* _PROBLEM STATEMENT_
After locating "repository ea211a24569aaf29" in the listing below, copy that line and each one after it exactly, ending with the line that has "Commands, params: Res<GalaxyParams>)".

--------------------------------

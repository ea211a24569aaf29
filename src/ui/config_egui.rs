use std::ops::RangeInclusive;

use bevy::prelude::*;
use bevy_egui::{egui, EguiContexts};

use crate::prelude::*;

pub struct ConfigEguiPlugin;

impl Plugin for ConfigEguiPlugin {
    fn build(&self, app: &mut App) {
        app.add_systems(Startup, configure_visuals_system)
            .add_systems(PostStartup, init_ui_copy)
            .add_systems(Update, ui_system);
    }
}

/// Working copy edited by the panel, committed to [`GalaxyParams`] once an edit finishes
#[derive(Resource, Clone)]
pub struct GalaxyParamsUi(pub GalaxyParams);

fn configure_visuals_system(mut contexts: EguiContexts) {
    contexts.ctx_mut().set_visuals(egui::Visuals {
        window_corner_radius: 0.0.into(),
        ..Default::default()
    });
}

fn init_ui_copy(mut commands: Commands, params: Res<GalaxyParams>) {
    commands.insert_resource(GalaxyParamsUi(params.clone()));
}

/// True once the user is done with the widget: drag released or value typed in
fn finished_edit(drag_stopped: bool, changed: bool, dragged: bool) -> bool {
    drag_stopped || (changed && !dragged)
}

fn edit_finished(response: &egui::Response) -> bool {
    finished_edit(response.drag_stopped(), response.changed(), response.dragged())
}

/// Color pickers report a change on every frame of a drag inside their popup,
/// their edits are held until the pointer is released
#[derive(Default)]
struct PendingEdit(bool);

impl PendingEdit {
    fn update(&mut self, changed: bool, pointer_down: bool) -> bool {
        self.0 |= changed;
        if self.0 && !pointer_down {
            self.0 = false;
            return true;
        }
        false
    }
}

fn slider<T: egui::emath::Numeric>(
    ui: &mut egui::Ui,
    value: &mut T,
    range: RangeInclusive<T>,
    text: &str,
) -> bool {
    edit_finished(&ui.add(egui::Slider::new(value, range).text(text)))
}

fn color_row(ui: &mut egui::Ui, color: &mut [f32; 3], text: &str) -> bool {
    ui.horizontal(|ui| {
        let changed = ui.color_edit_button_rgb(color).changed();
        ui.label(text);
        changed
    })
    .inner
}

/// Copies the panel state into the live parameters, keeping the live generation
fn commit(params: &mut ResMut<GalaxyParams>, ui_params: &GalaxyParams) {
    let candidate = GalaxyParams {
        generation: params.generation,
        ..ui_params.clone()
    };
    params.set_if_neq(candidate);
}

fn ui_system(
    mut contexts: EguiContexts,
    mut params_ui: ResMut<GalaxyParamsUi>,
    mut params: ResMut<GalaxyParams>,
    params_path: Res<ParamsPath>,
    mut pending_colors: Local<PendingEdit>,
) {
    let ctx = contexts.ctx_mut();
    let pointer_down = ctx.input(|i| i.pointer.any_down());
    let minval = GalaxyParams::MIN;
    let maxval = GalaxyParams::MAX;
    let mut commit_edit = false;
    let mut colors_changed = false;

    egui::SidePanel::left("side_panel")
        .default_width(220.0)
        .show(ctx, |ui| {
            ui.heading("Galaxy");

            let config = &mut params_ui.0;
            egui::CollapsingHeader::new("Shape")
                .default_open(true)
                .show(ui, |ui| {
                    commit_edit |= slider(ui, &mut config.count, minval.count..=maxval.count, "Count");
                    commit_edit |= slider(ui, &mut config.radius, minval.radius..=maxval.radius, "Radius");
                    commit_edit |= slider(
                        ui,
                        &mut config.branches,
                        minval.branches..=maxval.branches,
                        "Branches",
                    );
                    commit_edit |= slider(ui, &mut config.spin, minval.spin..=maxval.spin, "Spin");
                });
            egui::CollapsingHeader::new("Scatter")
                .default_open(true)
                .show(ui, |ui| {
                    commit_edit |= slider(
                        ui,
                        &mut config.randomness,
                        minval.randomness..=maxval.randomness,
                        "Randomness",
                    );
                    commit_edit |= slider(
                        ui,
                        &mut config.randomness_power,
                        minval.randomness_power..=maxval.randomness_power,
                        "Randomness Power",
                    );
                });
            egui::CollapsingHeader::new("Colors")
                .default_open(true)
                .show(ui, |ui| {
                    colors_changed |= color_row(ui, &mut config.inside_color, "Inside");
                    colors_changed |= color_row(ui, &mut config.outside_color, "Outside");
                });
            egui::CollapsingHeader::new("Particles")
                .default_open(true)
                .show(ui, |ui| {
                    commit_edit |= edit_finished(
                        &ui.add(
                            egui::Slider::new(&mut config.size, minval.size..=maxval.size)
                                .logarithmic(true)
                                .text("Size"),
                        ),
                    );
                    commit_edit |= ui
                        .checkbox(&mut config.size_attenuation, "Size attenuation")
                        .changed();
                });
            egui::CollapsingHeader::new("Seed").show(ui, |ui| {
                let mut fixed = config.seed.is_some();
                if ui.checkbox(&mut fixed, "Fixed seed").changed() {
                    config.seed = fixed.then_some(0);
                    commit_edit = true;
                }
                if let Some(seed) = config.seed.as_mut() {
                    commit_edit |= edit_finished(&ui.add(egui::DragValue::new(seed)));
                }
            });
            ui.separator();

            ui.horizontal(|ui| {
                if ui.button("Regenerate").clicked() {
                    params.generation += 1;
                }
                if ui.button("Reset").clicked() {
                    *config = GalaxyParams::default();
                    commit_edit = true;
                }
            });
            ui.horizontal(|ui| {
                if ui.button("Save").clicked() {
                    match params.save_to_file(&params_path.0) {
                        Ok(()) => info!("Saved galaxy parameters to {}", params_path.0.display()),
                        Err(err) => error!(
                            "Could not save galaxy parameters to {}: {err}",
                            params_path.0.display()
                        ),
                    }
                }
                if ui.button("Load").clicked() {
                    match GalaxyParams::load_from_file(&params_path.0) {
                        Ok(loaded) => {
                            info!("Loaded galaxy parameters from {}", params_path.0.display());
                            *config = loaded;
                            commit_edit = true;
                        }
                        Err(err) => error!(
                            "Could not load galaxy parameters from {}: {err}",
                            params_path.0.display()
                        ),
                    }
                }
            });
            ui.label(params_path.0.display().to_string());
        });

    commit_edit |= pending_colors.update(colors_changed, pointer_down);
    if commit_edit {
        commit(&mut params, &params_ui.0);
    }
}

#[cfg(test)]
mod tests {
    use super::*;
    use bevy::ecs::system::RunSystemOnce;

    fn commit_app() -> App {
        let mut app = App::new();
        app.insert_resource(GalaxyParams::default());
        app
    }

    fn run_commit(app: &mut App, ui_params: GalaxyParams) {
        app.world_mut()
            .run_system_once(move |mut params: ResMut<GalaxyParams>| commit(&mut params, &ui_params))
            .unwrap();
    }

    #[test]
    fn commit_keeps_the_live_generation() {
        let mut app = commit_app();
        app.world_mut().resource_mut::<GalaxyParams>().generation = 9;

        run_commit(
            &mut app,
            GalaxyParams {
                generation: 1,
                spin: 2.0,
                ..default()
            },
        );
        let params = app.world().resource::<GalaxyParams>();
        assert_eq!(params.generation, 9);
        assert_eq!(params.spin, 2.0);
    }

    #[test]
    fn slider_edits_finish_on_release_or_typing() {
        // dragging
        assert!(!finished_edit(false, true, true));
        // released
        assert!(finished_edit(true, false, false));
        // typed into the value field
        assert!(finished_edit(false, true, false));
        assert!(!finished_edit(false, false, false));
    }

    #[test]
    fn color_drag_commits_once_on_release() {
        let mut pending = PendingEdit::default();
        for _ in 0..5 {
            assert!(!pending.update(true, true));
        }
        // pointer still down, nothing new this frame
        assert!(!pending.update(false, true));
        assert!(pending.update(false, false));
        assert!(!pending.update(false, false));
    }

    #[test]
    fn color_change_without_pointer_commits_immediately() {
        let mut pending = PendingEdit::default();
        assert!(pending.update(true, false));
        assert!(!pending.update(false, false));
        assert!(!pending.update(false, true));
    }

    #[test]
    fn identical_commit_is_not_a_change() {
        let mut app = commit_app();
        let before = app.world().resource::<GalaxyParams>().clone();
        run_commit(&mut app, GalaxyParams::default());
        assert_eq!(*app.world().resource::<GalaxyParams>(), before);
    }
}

--------------------------------

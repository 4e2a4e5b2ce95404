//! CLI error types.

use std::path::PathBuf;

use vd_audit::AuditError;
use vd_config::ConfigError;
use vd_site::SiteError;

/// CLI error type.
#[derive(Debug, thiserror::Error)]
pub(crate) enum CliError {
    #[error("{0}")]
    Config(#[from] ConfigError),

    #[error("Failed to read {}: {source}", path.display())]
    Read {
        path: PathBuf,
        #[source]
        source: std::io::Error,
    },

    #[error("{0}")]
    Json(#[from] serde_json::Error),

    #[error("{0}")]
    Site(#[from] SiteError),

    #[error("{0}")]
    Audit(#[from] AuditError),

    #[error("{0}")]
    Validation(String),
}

--------------------------------

* _FINISHED EXERCISE_
repository ea211a24569aaf29
filename src/ui/config_egui.rs
use std::ops::RangeInclusive;

use bevy::prelude::*;
use bevy_egui::{egui, EguiContexts};

use crate::prelude::*;

pub struct ConfigEguiPlugin;

impl Plugin for ConfigEguiPlugin {
    fn build(&self, app: &mut App) {
        app.add_systems(Startup, configure_visuals_system)
            .add_systems(PostStartup, init_ui_copy)
            .add_systems(Update, ui_system);
    }
}

/// Working copy edited by the panel, committed to [`GalaxyParams`] once an edit finishes
#[derive(Resource, Clone)]
pub struct GalaxyParamsUi(pub GalaxyParams);

fn configure_visuals_system(mut contexts: EguiContexts) {
    contexts.ctx_mut().set_visuals(egui::Visuals {
        window_corner_radius: 0.0.into(),
        ..Default::default()
    });
}

fn init_ui_copy(mut commands: Commands, params: Res<GalaxyParams>) {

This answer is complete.